La entrada en el Parlamento español de dos nuevos partidos en las elecciones de diciembre de 2015, el izquierdista Unidas Podemos (UP) y el liberal Ciudadanos (Cs), abrió un período de inestabilidad política de cuatro años, con cuatro elecciones generales debido la imposibilidad de articular mayorías estables.

Tanto la izquierda como la derecha españolas están fragmentadas en varios partidos parlamentarios, lo que dificulta que un candidato consiga los apoyos suficientes para que el Congreso de los Diputados le otorgue su confianza para ser presidente del Gobierno.

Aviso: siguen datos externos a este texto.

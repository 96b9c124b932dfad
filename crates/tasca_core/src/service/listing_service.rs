//! Listing pipeline: search, score, measure, filter and rank tascas.
//!
//! # Responsibility
//! - Combine store reads with score aggregation, distance and schedule
//!   evaluation into ranked view-models.
//! - Provide the single-tasca detail projection with its reviews.
//!
//! # Invariants
//! - Every call recomputes from the store; nothing is cached.
//! - Filters are AND-combined pure predicates.
//! - With a location the order is ascending distance (unknown last);
//!   without one it is descending score. Both sorts are stable.
//! - Store failures are returned unchanged.

use crate::geo::GeoPoint;
use crate::model::review::Review;
use crate::model::tasca::{PriceLevel, Tasca, TascaId};
use crate::repo::review_repo::{ReviewRepository, SqliteReviewRepository};
use crate::repo::tasca_repo::{RepoResult, SqliteTascaRepository, TascaRepository};
use crate::schedule::is_open;
use crate::score::{compute_score, ScoreInfo};
use chrono::{Local, NaiveDateTime};
use log::{debug, error, info};
use rusqlite::Connection;
use serde::Serialize;
use std::time::Instant;

/// Optional listing filters, all off by default.
#[derive(Debug, Clone, Copy, Default, PartialEq, Eq)]
pub struct ListingFilters {
    /// Only the cheapest price tier.
    pub barato: bool,
    /// Only places with a menu of the day.
    pub menu: bool,
    /// Tags mention "petisco".
    pub petiscos: bool,
    /// Tags mention "caseir" or "tradicional".
    pub comida_caseira: bool,
    /// Open at the reference time.
    pub aberto_agora: bool,
}

impl ListingFilters {
    /// Whether any filter is enabled.
    pub fn any(&self) -> bool {
        self.barato || self.menu || self.petiscos || self.comida_caseira || self.aberto_agora
    }

    /// Evaluates every enabled filter against one tasca.
    pub fn matches(&self, tasca: &Tasca, at: NaiveDateTime) -> bool {
        if self.barato && tasca.price_level != PriceLevel::Cheap {
            return false;
        }
        if self.menu && !tasca.has_menu_of_day {
            return false;
        }
        if self.petiscos && !tasca.tags_contain("petisco") {
            return false;
        }
        if self.comida_caseira && !tasca.tags_contain("caseir") && !tasca.tags_contain("tradicional")
        {
            return false;
        }
        if self.aberto_agora && !is_open(&tasca.schedule, at) {
            return false;
        }
        true
    }
}

/// Options for one listing call.
#[derive(Debug, Clone, Default)]
pub struct ListingOptions {
    /// Substring matched against name, city or address.
    pub query: Option<String>,
    pub filters: ListingFilters,
    /// Origin for distance measurement and proximity sort.
    pub location: Option<GeoPoint>,
    /// Instant used by `aberto_agora`; defaults to the local wall clock.
    pub reference_time: Option<NaiveDateTime>,
}

/// Ranked view-model: stored fields plus derived score and distance.
#[derive(Debug, Clone, PartialEq, Serialize)]
pub struct RankedTasca {
    #[serde(flatten)]
    pub tasca: Tasca,
    #[serde(flatten)]
    pub score: ScoreInfo,
    #[serde(skip_serializing_if = "Option::is_none")]
    pub distance_km: Option<f64>,
}

/// Detail view-model with the tasca's reviews, newest first.
#[derive(Debug, Clone, PartialEq, Serialize)]
pub struct TascaDetail {
    #[serde(flatten)]
    pub ranked: RankedTasca,
    pub reviews: Vec<Review>,
}

/// Listing facade over tasca/review repositories.
pub struct ListingService<T: TascaRepository, R: ReviewRepository> {
    tascas: T,
    reviews: R,
}

impl<'conn> ListingService<SqliteTascaRepository<'conn>, SqliteReviewRepository<'conn>> {
    /// Builds a service over SQLite repositories sharing one connection.
    pub fn try_from_connection(conn: &'conn Connection) -> RepoResult<Self> {
        Ok(Self::new(
            SqliteTascaRepository::try_new(conn)?,
            SqliteReviewRepository::try_new(conn)?,
        ))
    }
}

impl<T: TascaRepository, R: ReviewRepository> ListingService<T, R> {
    pub fn new(tascas: T, reviews: R) -> Self {
        Self { tascas, reviews }
    }

    /// Lists tascas matching the options, ranked.
    pub fn list(&self, options: &ListingOptions) -> RepoResult<Vec<RankedTasca>> {
        let started_at = Instant::now();
        let result = self.list_inner(options);
        match &result {
            Ok(items) => info!(
                "event=tasca_list module=listing status=ok has_query={} has_filters={} by_distance={} count={} duration_ms={}",
                options.query.as_deref().is_some_and(|q| !q.trim().is_empty()),
                options.filters.any(),
                options.location.is_some(),
                items.len(),
                started_at.elapsed().as_millis()
            ),
            Err(err) => error!(
                "event=tasca_list module=listing status=error duration_ms={} error={}",
                started_at.elapsed().as_millis(),
                err
            ),
        }
        result
    }

    /// Gets one tasca with score, optional distance and its reviews.
    ///
    /// Returns `Ok(None)` for unknown ids.
    pub fn get_by_id(
        &self,
        id: TascaId,
        location: Option<GeoPoint>,
    ) -> RepoResult<Option<TascaDetail>> {
        let Some(tasca) = self.tascas.get_tasca(id)? else {
            debug!("event=tasca_get module=listing status=not_found");
            return Ok(None);
        };
        let reviews = self.reviews.list_reviews_for_tasca(id)?;
        let ranked = rank(tasca, &reviews, location);
        Ok(Some(TascaDetail { ranked, reviews }))
    }

    fn list_inner(&self, options: &ListingOptions) -> RepoResult<Vec<RankedTasca>> {
        let candidates = self.tascas.list_tascas(options.query.as_deref())?;
        debug!(
            "event=tasca_list module=listing status=candidates count={}",
            candidates.len()
        );

        let mut ranked = Vec::with_capacity(candidates.len());
        for tasca in candidates {
            let reviews = self.reviews.list_reviews_for_tasca(tasca.id)?;
            ranked.push(rank(tasca, &reviews, options.location));
        }

        let at = options
            .reference_time
            .unwrap_or_else(|| Local::now().naive_local());
        let mut filtered = apply_filters(ranked, &options.filters, at);
        sort_ranked(&mut filtered, options.location.is_some());
        Ok(filtered)
    }
}

/// Builds the view-model for one tasca from its reviews.
pub fn rank(tasca: Tasca, reviews: &[Review], location: Option<GeoPoint>) -> RankedTasca {
    let score = compute_score(reviews);
    let distance_km = location.map(|origin| origin.distance_km_to(&tasca.location()));
    RankedTasca {
        tasca,
        score,
        distance_km,
    }
}

/// Keeps the items accepted by every enabled filter, preserving order.
pub fn apply_filters(
    items: Vec<RankedTasca>,
    filters: &ListingFilters,
    at: NaiveDateTime,
) -> Vec<RankedTasca> {
    if !filters.any() {
        return items;
    }
    items
        .into_iter()
        .filter(|item| filters.matches(&item.tasca, at))
        .collect()
}

/// Sorts by ascending distance (unknown last) or descending score.
pub fn sort_ranked(items: &mut [RankedTasca], by_distance: bool) {
    if by_distance {
        items.sort_by(|a, b| {
            let left = a.distance_km.unwrap_or(f64::INFINITY);
            let right = b.distance_km.unwrap_or(f64::INFINITY);
            left.total_cmp(&right)
        });
    } else {
        items.sort_by(|a, b| b.score.score.total_cmp(&a.score.score));
    }
}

Es lo que le ocurrió al líder socialista, Pedro Sánchez, que sigue gobernando en funciones tras las elecciones de abril.

Ganó entonces con mayoría simple (123 de los 350 diputados del Congreso), pero no pudo cerrar un acuerdo con la coalición UP (42 parlamentarios), que le exigía formar un gobierno de coalición.

Pero la fragmentación es tal que no habría bastado con ese acuerdo, sino que Sánchez habría necesitado, al menos, la abstención de los nacionalistas vascos e independentistas catalanes para revalidar el cargo de jefe del Ejecutivo español. Otra posibilidad habría sido una abstención de los partidos de centro derecha pero éstos se encastillaron en el "no" a Sánchez y, cumplidos los plazos legales, hubo que llamar a nuevas elecciones.

La mayoría de las encuestas auguran un resultado electoral que tampoco despejaría ni rápida ni fácilmente la situación, reveló la agencia de noticias EFE.